Excreted in bile, so it is great for patients that have renal failure.

8

What is a good 3rd generation cephalosporin that covers Pseudomonas infection?

Ceftazidime.

9

What is Cefdinir used for?

Resistant cases of otitis media.

10

What is the one big 4th generation cephalosporin and what is it used for?

Cefepime. It is a broad spectrum (breaks the rule of decreasing G(+) coverage) and is very good against pseudomonas.

11

Lewis Note: what generation does each cephalosporin belong to? Ceftazidime, cefepime, cephalexin, Cefuroxime, Cefotaxime, Cefaclor, Cefazolin, Cefdinir, Cefoxitin, Ceftriaxone.
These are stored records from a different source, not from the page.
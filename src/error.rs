use std::io;
use std::path::PathBuf;

use thiserror::Error;

/// Errors raised while loading a scene description.
///
/// Rendering itself cannot fail; everything here is about turning a file on
/// disk into a valid `World` and `Camera`.
#[derive(Debug, Error)]
pub enum SceneError {
    #[error("failed to read scene file {path}: {source}")]
    Io {
        path: PathBuf,
        #[source]
        source: io::Error,
    },

    #[error("failed to parse scene description: {0}")]
    Parse(#[from] serde_json::Error),

    #[error("{field} must have {expected} components, found {found}")]
    Arity {
        field: String,
        expected: usize,
        found: usize,
    },

    #[error("sphere {index}: {reason}")]
    InvalidSphere { index: usize, reason: String },

    #[error("light {index}: {reason}")]
    InvalidLight { index: usize, reason: String },

    #[error("invalid camera: {0}")]
    InvalidCamera(String),

    #[error("invalid canvas size {width}x{height}")]
    InvalidCanvas { width: usize, height: usize },
}

pub type Result<T> = std::result::Result<T, SceneError>;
1st: Cephalexin, Cefazolin. 2nd: Cefuroxime, Cefaclor, Cefprozil, Cefoxitin. 3rd: Ceftazidime, Cefotaxime, Cefdinir, Ceftriazone. 4th: Cefepime.

12

What are the bacterias that cephalosporins are NOT very good at covering?

[LAME]: Listeria, Atypicals (for atypical pneumonia like Mycoplasma, Chlamydia), Mrsa, Enterococci.

13

To which other class of antibiotics can cephalosporins have a cross-reactivity to?

There is 5-10% cross-reactivity with penicillins.

14

To which other class of antibiotics can cephalosporins have an increase nephrotoxicity?

Only if used with aminoglycosides (gentamicin).

15

Which generation of cephalosporin would you use for UTI prevention?

1st or 2nd generation.

16

Which generation of cephalosporin would you use for Serratia UTI?

2nd Generation.

17

Which generation of cephalosporin would you use for N.meningitidis?

3rd generation.

18

Which generation of cephalosporin would you use for Pseudomonas?

3rd (Ceftazidine) or 4th generation (cefepime).

19

Which generation of cephalosporin would you use for Otitis media due to nontypable H.influenzae?

2nd generation.

20

What side effect would you be concerned about if a patient is receiving both ceftriazone and gentamicin?

Nephrotoxicity.

21

What 1st generation drug is used for surgical prophylaxis, especially in orthopedic surgeries?

Cefazolin.

22

What is the mechanism of action of cephalosporins?

They are bacteriocidal beta-lactams that inhibit cell wall synthesis. Unlike penicillins, they are less susceptible to penicillinases.